Brief >> Beneath this instruction is a listing; print exactly the lines in it starting at the line that contains "let mean = clean.iter().sum::<f64>() / n;" and going through the line that contains "pub fn sharpe(returns: &[f64], rf: f64, periods_per_year: u32)".

Given records Start Marker

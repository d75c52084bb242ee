//! Reusable binding operators.
//!
//! A [`LifecycleTransformer`] captures *how* to bind (fixed target or pairing policy)
//! without binding anything. Every stream it produces is its own subscription: a
//! transformer built from a pairing table reads the host's current phase when each
//! bound stream is first polled, so one transformer serves consumers that subscribe
//! at different points of the host's life.

use crate::bind::{BoundFuture, BoundStream, Target, bind_future_stream, bind_stream, try_bind_stream};
use crate::source::LifecycleSource;
use futures::Stream;
use lifebind_core::{LifecycleEvent, PairingTable, Result};
use std::future::Future;
use std::sync::Arc;

/// A binding operator that can be applied to any number of streams and futures.
///
/// # Example
///
/// ```
/// use futures::{stream, FutureExt, StreamExt};
/// use lifebind_core::{ActivityEvent, LifecycleEvent};
/// use lifebind_runtime::{LifecycleConfig, LifecycleSource, LifecycleTransformer};
/// use std::sync::Arc;
///
/// let (emitter, source) = LifecycleSource::channel(LifecycleConfig::default());
/// let transformer = LifecycleTransformer::corresponding(
///     source.clone(),
///     Arc::new(ActivityEvent::corresponding_events()),
/// );
///
/// emitter.emit(ActivityEvent::Create)?;
/// let mut on_create = transformer.bind(stream::pending::<()>())?;
/// assert!(on_create.next().now_or_never().is_none());
/// emitter.emit(ActivityEvent::Start)?;
/// let mut on_start = transformer.bind(stream::pending::<()>())?;
/// assert!(on_start.next().now_or_never().is_none());
///
/// emitter.emit(ActivityEvent::Stop)?;
/// assert_eq!(on_start.next().now_or_never(), Some(None));
/// assert!(on_create.next().now_or_never().is_none());
/// # Ok::<(), lifebind_core::LifecycleError>(())
/// ```
#[derive(Debug, Clone)]
pub struct LifecycleTransformer<E: LifecycleEvent> {
    source: LifecycleSource<E>,
    target: Target<E>,
}

impl<E: LifecycleEvent> LifecycleTransformer<E> {
    /// Bind until the host emits `event`.
    #[must_use]
    pub fn until_event(source: LifecycleSource<E>, event: E) -> Self {
        Self {
            source,
            target: Target::Event(event),
        }
    }

    /// Bind until the phase that `pairing` assigns to the host's phase when each
    /// bound stream is first polled.
    #[must_use]
    pub fn corresponding(source: LifecycleSource<E>, pairing: Arc<PairingTable<E>>) -> Self {
        Self {
            source,
            target: Target::Corresponding(pairing),
        }
    }

    /// The fixed target phase, if this transformer has one.
    #[must_use]
    pub fn target(&self) -> Option<E> {
        match &self.target {
            Target::Event(event) => Some(*event),
            Target::Corresponding(_) => None,
        }
    }

    /// Bind a stream. The target is fixed when the returned stream is first polled.
    ///
    /// # Errors
    ///
    /// For pairing-based transformers, fails when the host has not started or its
    /// current phase has no closing phase. Fixed-target transformers never fail.
    pub fn bind<S>(&self, upstream: S) -> Result<BoundStream<S::Item>>
    where
        S: Stream + Send + 'static,
        S::Item: Send + 'static,
    {
        bind_stream(upstream, &self.source, self.target.clone())
    }

    /// Bind a stream, reporting a target that cannot be resolved at first poll as a
    /// single `Err` item instead of failing up front.
    pub fn try_bind<S>(&self, upstream: S) -> BoundStream<Result<S::Item>>
    where
        S: Stream + Send + 'static,
        S::Item: Send + 'static,
    {
        try_bind_stream(upstream, &self.source, self.target.clone())
    }

    /// Bind a single-valued future.
    ///
    /// # Errors
    ///
    /// Same conditions as [`bind`](Self::bind).
    pub fn bind_future<F>(&self, future: F) -> Result<BoundFuture<F::Output>>
    where
        F: Future + Send + 'static,
        F::Output: Send + 'static,
    {
        bind_future_stream(future, &self.source, self.target.clone())
    }
}

/// Fluent binding for any stream.
pub trait StreamLifecycleExt: Stream + Sized {
    /// Bind this stream with `transformer`.
    ///
    /// # Errors
    ///
    /// See [`LifecycleTransformer::bind`].
    fn bind_lifecycle<E>(self, transformer: &LifecycleTransformer<E>) -> Result<BoundStream<Self::Item>>
    where
        Self: Send + 'static,
        Self::Item: Send + 'static,
        E: LifecycleEvent,
    {
        transformer.bind(self)
    }
}

impl<S: Stream> StreamLifecycleExt for S {}
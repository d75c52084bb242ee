//! Metrics for lifecycle sources and bindings.
//!
//! Metrics are recorded through the [`metrics`] facade. Nothing is exported unless
//! the application installs a recorder; call [`register_metrics`] once after
//! installing one to attach descriptions.
//!
//! | Metric                                | Type    | Labels   |
//! |---------------------------------------|---------|----------|
//! | `lifebind_phases_delivered_total`     | counter | `phase`  |
//! | `lifebind_bindings_active`            | gauge   |          |
//! | `lifebind_bindings_completed_total`   | counter | `reason` |
//! | `lifebind_bindings_rejected_total`    | counter |          |
//!
//! `reason` is one of `target`, `destroyed`, `upstream` or `cancelled`.

use metrics::{counter, describe_counter, describe_gauge, gauge};

const PHASES_DELIVERED: &str = "lifebind_phases_delivered_total";
const BINDINGS_ACTIVE: &str = "lifebind_bindings_active";
const BINDINGS_COMPLETED: &str = "lifebind_bindings_completed_total";
const BINDINGS_REJECTED: &str = "lifebind_bindings_rejected_total";

/// Register all metric descriptions.
pub fn register_metrics() {
    describe_counter!(
        PHASES_DELIVERED,
        "Total number of lifecycle phases delivered by host adapters"
    );
    describe_gauge!(
        BINDINGS_ACTIVE,
        "Number of bound streams currently attached to a lifecycle"
    );
    describe_counter!(
        BINDINGS_COMPLETED,
        "Total number of bindings ended, by reason (target, destroyed, upstream, cancelled)"
    );
    describe_counter!(
        BINDINGS_REJECTED,
        "Total number of lifecycle-derived bindings refused at subscription"
    );
}

pub(crate) fn record_phase_delivered(phase: &'static str) {
    counter!(PHASES_DELIVERED, "phase" => phase).increment(1);
}

pub(crate) fn record_binding_opened() {
    gauge!(BINDINGS_ACTIVE).increment(1.0);
}

pub(crate) fn record_binding_closed(reason: &'static str) {
    gauge!(BINDINGS_ACTIVE).decrement(1.0);
    counter!(BINDINGS_COMPLETED, "reason" => reason).increment(1);
}

pub(crate) fn record_binding_rejected() {
    counter!(BINDINGS_REJECTED).increment(1);
}
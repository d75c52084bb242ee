//! Lifecycle event model.
//!
//! A host component moves through a fixed, linearly ordered set of phases. Each
//! phase set implements [`LifecycleEvent`], which names the absolute terminal phase
//! and supplies the default [`PairingTable`] mapping opening phases to the phases
//! that close them.
//!
//! Three phase sets ship with the crate:
//!
//! - [`ActivityEvent`]: full-screen host (create, start, resume, pause, stop, destroy)
//! - [`FragmentEvent`]: screen fragment with attach/detach and view creation phases
//! - [`ComponentEvent`]: generic lifecycle-owner events
//!
//! Hosts with a different phase set implement [`LifecycleEvent`] for their own enum.

use crate::pairing::PairingTable;
use serde::{Deserialize, Serialize};
use std::fmt;
use std::hash::Hash;

/// A lifecycle phase a host component can occupy.
///
/// # Contract
///
/// - Phases are delivered by the host in a fixed valid order
/// - Exactly one phase is terminal; nothing is delivered after it
/// - [`corresponding_events`](LifecycleEvent::corresponding_events) never pairs the
///   terminal phase with anything
pub trait LifecycleEvent: Copy + Eq + Hash + fmt::Debug + Send + Sync + 'static {
    /// True for the absolute terminal phase of this set.
    fn is_terminal(self) -> bool;

    /// Stable, human-readable label used in logs and errors.
    fn label(self) -> &'static str;

    /// Default pairing policy: which phase closes a binding opened at each phase.
    fn corresponding_events() -> PairingTable<Self>;
}

/// Lifecycle phases of a full-screen host.
#[derive(Debug, Copy, Clone, PartialEq, Eq, PartialOrd, Ord, Hash, Serialize, Deserialize)]
#[serde(rename_all = "snake_case")]
pub enum ActivityEvent {
    /// Host created
    Create,
    /// Host visible
    Start,
    /// Host in the foreground
    Resume,
    /// Host leaving the foreground
    Pause,
    /// Host no longer visible
    Stop,
    /// Host destroyed (terminal)
    Destroy,
}

impl ActivityEvent {
    /// All phases in delivery order.
    pub const ALL: [Self; 6] = [
        Self::Create,
        Self::Start,
        Self::Resume,
        Self::Pause,
        Self::Stop,
        Self::Destroy,
    ];
}

impl LifecycleEvent for ActivityEvent {
    fn is_terminal(self) -> bool {
        matches!(self, Self::Destroy)
    }

    fn label(self) -> &'static str {
        match self {
            Self::Create => "create",
            Self::Start => "start",
            Self::Resume => "resume",
            Self::Pause => "pause",
            Self::Stop => "stop",
            Self::Destroy => "destroy",
        }
    }

    fn corresponding_events() -> PairingTable<Self> {
        PairingTable::new([
            (Self::Create, Self::Destroy),
            (Self::Start, Self::Stop),
            (Self::Resume, Self::Pause),
            (Self::Pause, Self::Stop),
            (Self::Stop, Self::Destroy),
        ])
    }
}

/// Lifecycle phases of a screen fragment hosted inside a full-screen host.
///
/// A fragment outlives its view: `CreateView`/`DestroyView` may cycle while the
/// fragment itself stays attached. `Detach` is the terminal phase.
#[derive(Debug, Copy, Clone, PartialEq, Eq, PartialOrd, Ord, Hash, Serialize, Deserialize)]
#[serde(rename_all = "snake_case")]
pub enum FragmentEvent {
    /// Fragment attached to its host
    Attach,
    /// Fragment created
    Create,
    /// Fragment view created
    CreateView,
    /// Fragment visible
    Start,
    /// Fragment in the foreground
    Resume,
    /// Fragment leaving the foreground
    Pause,
    /// Fragment no longer visible
    Stop,
    /// Fragment view destroyed
    DestroyView,
    /// Fragment destroyed
    Destroy,
    /// Fragment detached from its host (terminal)
    Detach,
}

impl FragmentEvent {
    /// All phases in delivery order.
    pub const ALL: [Self; 10] = [
        Self::Attach,
        Self::Create,
        Self::CreateView,
        Self::Start,
        Self::Resume,
        Self::Pause,
        Self::Stop,
        Self::DestroyView,
        Self::Destroy,
        Self::Detach,
    ];
}

impl LifecycleEvent for FragmentEvent {
    fn is_terminal(self) -> bool {
        matches!(self, Self::Detach)
    }

    fn label(self) -> &'static str {
        match self {
            Self::Attach => "attach",
            Self::Create => "create",
            Self::CreateView => "create_view",
            Self::Start => "start",
            Self::Resume => "resume",
            Self::Pause => "pause",
            Self::Stop => "stop",
            Self::DestroyView => "destroy_view",
            Self::Destroy => "destroy",
            Self::Detach => "detach",
        }
    }

    fn corresponding_events() -> PairingTable<Self> {
        PairingTable::new([
            (Self::Attach, Self::Detach),
            (Self::Create, Self::Destroy),
            (Self::CreateView, Self::DestroyView),
            (Self::Start, Self::Stop),
            (Self::Resume, Self::Pause),
            (Self::Pause, Self::Stop),
            (Self::Stop, Self::DestroyView),
            (Self::DestroyView, Self::Destroy),
            (Self::Destroy, Self::Detach),
        ])
    }
}

/// Generic lifecycle-owner events, for hosts that report transitions as
/// `on_*` notifications rather than activity or fragment callbacks.
#[derive(Debug, Copy, Clone, PartialEq, Eq, PartialOrd, Ord, Hash, Serialize, Deserialize)]
#[serde(rename_all = "snake_case")]
pub enum ComponentEvent {
    /// Owner created
    OnCreate,
    /// Owner started
    OnStart,
    /// Owner resumed
    OnResume,
    /// Owner paused
    OnPause,
    /// Owner stopped
    OnStop,
    /// Owner destroyed (terminal)
    OnDestroy,
}

impl ComponentEvent {
    /// All phases in delivery order.
    pub const ALL: [Self; 6] = [
        Self::OnCreate,
        Self::OnStart,
        Self::OnResume,
        Self::OnPause,
        Self::OnStop,
        Self::OnDestroy,
    ];
}

impl LifecycleEvent for ComponentEvent {
    fn is_terminal(self) -> bool {
        matches!(self, Self::OnDestroy)
    }

    fn label(self) -> &'static str {
        match self {
            Self::OnCreate => "on_create",
            Self::OnStart => "on_start",
            Self::OnResume => "on_resume",
            Self::OnPause => "on_pause",
            Self::OnStop => "on_stop",
            Self::OnDestroy => "on_destroy",
        }
    }

    fn corresponding_events() -> PairingTable<Self> {
        PairingTable::new([
            (Self::OnCreate, Self::OnDestroy),
            (Self::OnStart, Self::OnStop),
            (Self::OnResume, Self::OnPause),
            (Self::OnPause, Self::OnStop),
            (Self::OnStop, Self::OnDestroy),
        ])
    }
}

impl fmt::Display for ActivityEvent {
    fn fmt(&self, f: &mut fmt::Formatter<'_>) -> fmt::Result {
        f.write_str(self.label())
    }
}

impl fmt::Display for FragmentEvent {
    fn fmt(&self, f: &mut fmt::Formatter<'_>) -> fmt::Result {
        f.write_str(self.label())
    }
}

impl fmt::Display for ComponentEvent {
    fn fmt(&self, f: &mut fmt::Formatter<'_>) -> fmt::Result {
        f.write_str(self.label())
    }
}
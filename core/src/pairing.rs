//! Pairing tables and correspondence resolution.
//!
//! A [`PairingTable`] is the policy deciding which phase closes a binding opened at
//! a given phase. It is plain data: swapping the table changes the policy without
//! touching [`resolve`] or the binding operators built on top of it.

use crate::error::{LifecycleError, Result};
use crate::event::LifecycleEvent;
use std::collections::HashMap;

/// Immutable mapping from an opening phase to its closing phase.
///
/// The table is not total. Closing-only phases (the terminal phase in particular)
/// have no entry, and resolving them yields [`LifecycleError::OutsideLifecycle`].
///
/// # Examples
///
/// ```
/// use lifebind_core::{ActivityEvent, LifecycleEvent, PairingTable};
///
/// let table = ActivityEvent::corresponding_events();
/// assert_eq!(table.get(ActivityEvent::Start), Some(ActivityEvent::Stop));
/// assert_eq!(table.get(ActivityEvent::Destroy), None);
///
/// // A two-phase policy for a host that only distinguishes start and stop
/// let custom = PairingTable::new([(ActivityEvent::Start, ActivityEvent::Stop)]);
/// assert_eq!(custom.len(), 1);
/// ```
#[derive(Debug, Clone, PartialEq, Eq)]
pub struct PairingTable<E: LifecycleEvent> {
    pairs: HashMap<E, E>,
}

impl<E: LifecycleEvent> PairingTable<E> {
    /// Build a table from `(opening, closing)` pairs.
    ///
    /// A later pair for the same opening phase replaces an earlier one.
    #[must_use]
    pub fn new(pairs: impl IntoIterator<Item = (E, E)>) -> Self {
        Self {
            pairs: pairs.into_iter().collect(),
        }
    }

    /// Closing phase for `opening`, if one is defined.
    #[must_use]
    pub fn get(&self, opening: E) -> Option<E> {
        self.pairs.get(&opening).copied()
    }

    /// Whether `opening` has a closing phase.
    #[must_use]
    pub fn contains(&self, opening: E) -> bool {
        self.pairs.contains_key(&opening)
    }

    /// Number of pairs.
    #[must_use]
    pub fn len(&self) -> usize {
        self.pairs.len()
    }

    /// True when no phase has a pairing.
    #[must_use]
    pub fn is_empty(&self) -> bool {
        self.pairs.is_empty()
    }

    /// Iterate over `(opening, closing)` pairs in no particular order.
    pub fn iter(&self) -> impl Iterator<Item = (E, E)> + '_ {
        self.pairs.iter().map(|(open, close)| (*open, *close))
    }
}

impl<E: LifecycleEvent> Default for PairingTable<E> {
    fn default() -> Self {
        E::corresponding_events()
    }
}

impl<E: LifecycleEvent> FromIterator<(E, E)> for PairingTable<E> {
    fn from_iter<I: IntoIterator<Item = (E, E)>>(iter: I) -> Self {
        Self::new(iter)
    }
}

/// Resolve the phase that closes a binding opened at `phase`.
///
/// Total over the phase set: every phase yields either its closing phase or
/// [`LifecycleError::OutsideLifecycle`].
///
/// # Errors
///
/// Returns [`LifecycleError::OutsideLifecycle`] when `phase` has no pairing.
///
/// # Examples
///
/// ```
/// use lifebind_core::{resolve, FragmentEvent, LifecycleEvent};
///
/// let table = FragmentEvent::corresponding_events();
/// assert_eq!(resolve(&table, FragmentEvent::Stop), Ok(FragmentEvent::DestroyView));
/// assert!(resolve(&table, FragmentEvent::Detach).is_err());
/// ```
pub fn resolve<E: LifecycleEvent>(pairing: &PairingTable<E>, phase: E) -> Result<E> {
    pairing
        .get(phase)
        .ok_or(LifecycleError::OutsideLifecycle {
            phase: phase.label(),
        })
}
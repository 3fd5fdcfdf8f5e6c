//! Headline risk/return metrics for a portfolio return series.
//!
//! Definitions follow the usual tearsheet conventions: Sharpe from
//! per-period excess returns annualized by the square root of the period
//! count, volatility as annualized sample standard deviation, max drawdown
//! as the deepest peak-to-trough decline of the equity curve, and CAGR from
//! total growth over the calendar span of the series.

use crate::series::ReturnSeries;
use serde::{Deserialize, Serialize};

/// Trading periods per year for daily series.
pub const TRADING_DAYS_PER_YEAR: u32 = 252;

/// Headline performance metrics.
#[derive(Debug, Clone, PartialEq, Serialize, Deserialize)]
pub struct PerformanceMetrics {
    /// Compounded return over the whole series.
    pub total_return: f64,

    /// Compound annual growth rate.
    pub cagr: f64,

    /// Annualized Sharpe ratio (risk-free rate 0 unless supplied).
    pub sharpe: f64,

    /// Annualized volatility.
    pub volatility: f64,

    /// Max drawdown as a negative fraction (e.g. -0.25 for -25%).
    pub max_drawdown: f64,
}

/// Compute all headline metrics with default assumptions (rf = 0, daily
/// periodicity).
pub fn compute_metrics(returns: &ReturnSeries) -> PerformanceMetrics {
    compute_metrics_with(returns, 0.0, TRADING_DAYS_PER_YEAR)
}

/// Compute all headline metrics with an explicit annual risk-free rate and
/// period count.
pub fn compute_metrics_with(
    returns: &ReturnSeries,
    rf: f64,
    periods_per_year: u32,
) -> PerformanceMetrics {
    PerformanceMetrics {
        total_return: compounded_return(returns.values()),
        cagr: cagr(returns),
        sharpe: sharpe(returns.values(), rf, periods_per_year),
        volatility: annualized_volatility(returns.values(), periods_per_year),
        max_drawdown: max_drawdown(returns.values()),
    }
}

/// Compounded return over a slice of periodic returns.
pub fn compounded_return(returns: &[f64]) -> f64 {
    returns
        .iter()
        .filter(|v| v.is_finite())
        .fold(1.0, |acc, r| acc * (1.0 + r))
        - 1.0
}

/// Annualized sample volatility (ddof = 1).
pub fn annualized_volatility(returns: &[f64], periods_per_year: u32) -> f64 {
    let clean: Vec<f64> = returns.iter().copied().filter(|v| v.is_finite()).collect();
    if clean.len() < 2 {
        return 0.0;
    }

    let n = clean.len() as f64;
    let mean = clean.iter().sum::<f64>() / n;
    let var = clean.iter().map(|r| (r - mean).powi(2)).sum::<f64>() / (n - 1.0);

    var.sqrt() * (periods_per_year as f64).sqrt()
}

/// Annualized Sharpe ratio from per-period returns.
///
/// The annual risk-free rate is de-annualized to per-period before the
/// excess returns are taken.
pub fn sharpe(returns: &[f64], rf: f64, periods_per_year: u32) -> f64 {
    let clean: Vec<f64> = returns.iter().copied().filter(|v| v.is_finite()).collect();
    if clean.len() < 2 {
        return 0.0;
    }

    let rf_per_period = if rf != 0.0 {
        (1.0 + rf).powf(1.0 / periods_per_year as f64) - 1.0
    } else {
        0.0
    };

    let excess: Vec<f64> = clean.into_iter().map(|r| r - rf_per_period).collect();
    let n = excess.len() as f64;
    let mean = excess.iter().sum::<f64>() / n;
    let var = excess.iter().map(|r| (r - mean).powi(2)).sum::<f64>() / (n - 1.0);
    let std = var.sqrt();

    if std == 0.0 {
        0.0
    } else {
        mean / std * (periods_per_year as f64).sqrt()
    }
}

/// Max drawdown of the equity curve implied by the returns.
///
/// Returned as a non-positive fraction; 0.0 means the curve never dipped
/// below a previous peak.
pub fn max_drawdown(returns: &[f64]) -> f64 {
    let mut equity = 1.0_f64;
    let mut peak = 1.0_f64;
    let mut worst = 0.0_f64;

    for r in returns.iter().copied().filter(|v| v.is_finite()) {
        equity *= 1.0 + r;
        if equity > peak {
            peak = equity;
        }
        let dd = equity / peak - 1.0;
        if dd < worst {
            worst = dd;
        }
    }

    worst
}

/// Compound annual growth rate over the calendar span of the series.
pub fn cagr(returns: &ReturnSeries) -> f64 {
    let Some((first, last)) = returns.date_range() else {
        return 0.0;
    };

    let days = (last - first).num_days();
    if days <= 0 {
        return 0.0;
    }

    let total = compounded_return(returns.values());
    (1.0 + total).powf(365.0 / days as f64) - 1.0
}

#[cfg(test)]
mod tests {
    use super::*;
    use approx::assert_relative_eq;
    use chrono::NaiveDate;

    fn date(y: i32, m: u32, d: u32) -> NaiveDate {
        NaiveDate::from_ymd_opt(y, m, d).unwrap()
    }

    fn sample_series() -> ReturnSeries {
        ReturnSeries::new(
            vec![date(2024, 1, 2), date(2024, 1, 3), date(2024, 1, 4)],
            vec![0.01, -0.02, 0.03],
        )
        .unwrap()
    }

    #[test]
    fn test_compounded_return() {
        let total = compounded_return(&[0.01, -0.02, 0.03]);
        assert_relative_eq!(total, 1.01 * 0.98 * 1.03 - 1.0, epsilon = 1e-12);
    }

    #[test]
    fn test_max_drawdown_known_series() {
        // Equity curve: 1.01, 0.9898, 1.019494 against a 1.01 peak.
        let dd = max_drawdown(&[0.01, -0.02, 0.03]);
        assert_relative_eq!(dd, -0.02, epsilon = 1e-12);
    }

    #[test]
    fn test_max_drawdown_monotone_series_is_zero() {
        assert_eq!(max_drawdown(&[0.01, 0.02, 0.005]), 0.0);
    }

    #[test]
    fn test_sharpe_known_series() {
        let value = sharpe(&[0.01, -0.02, 0.03], 0.0, 252);
        assert_relative_eq!(value, 4.20526, epsilon = 1e-4);
    }

    #[test]
    fn test_sharpe_zero_volatility() {
        assert_eq!(sharpe(&[0.01, 0.01, 0.01], 0.0, 252), 0.0);
    }

    #[test]
    fn test_volatility_constant_series_is_zero() {
        assert_relative_eq!(annualized_volatility(&[0.01, 0.01, 0.01], 252), 0.0);
    }

    #[test]
    fn test_volatility_annualization() {
        let daily = annualized_volatility(&[0.01, -0.02, 0.03], 1);
        let annual = annualized_volatility(&[0.01, -0.02, 0.03], 252);
        assert_relative_eq!(annual, daily * 252.0_f64.sqrt(), epsilon = 1e-12);
    }

    #[test]
    fn test_cagr_one_year_span_equals_total_return() {
        // 2023-01-01 to 2024-01-01 is exactly 365 days.
        let series = ReturnSeries::new(
            vec![date(2023, 1, 1), date(2023, 7, 1), date(2024, 1, 1)],
            vec![0.05, 0.03, -0.01],
        )
        .unwrap();

        let total = compounded_return(series.values());
        assert_relative_eq!(cagr(&series), total, epsilon = 1e-12);
    }

    #[test]
    fn test_cagr_zero_span() {
        let series =
            ReturnSeries::new(vec![date(2024, 1, 2)], vec![0.01]).unwrap();
        assert_eq!(cagr(&series), 0.0);
    }

    #[test]
    fn test_compute_metrics_bundle() {
        let metrics = compute_metrics(&sample_series());

        assert_relative_eq!(metrics.total_return, 0.019494, epsilon = 1e-9);
        assert_relative_eq!(metrics.max_drawdown, -0.02, epsilon = 1e-12);
        assert!(metrics.volatility > 0.0);
        assert!(metrics.sharpe > 0.0);
    }
}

Given records End Marker

Answer section >>
    let mean = clean.iter().sum::<f64>() / n;
    let var = clean.iter().map(|r| (r - mean).powi(2)).sum::<f64>() / (n - 1.0);

    var.sqrt() * (periods_per_year as f64).sqrt()
}

/// Annualized Sharpe ratio from per-period returns.
///
/// The annual risk-free rate is de-annualized to per-period before the
/// excess returns are taken.
pub fn sharpe(returns: &[f64], rf: f64, periods_per_year: u32) -> f64 {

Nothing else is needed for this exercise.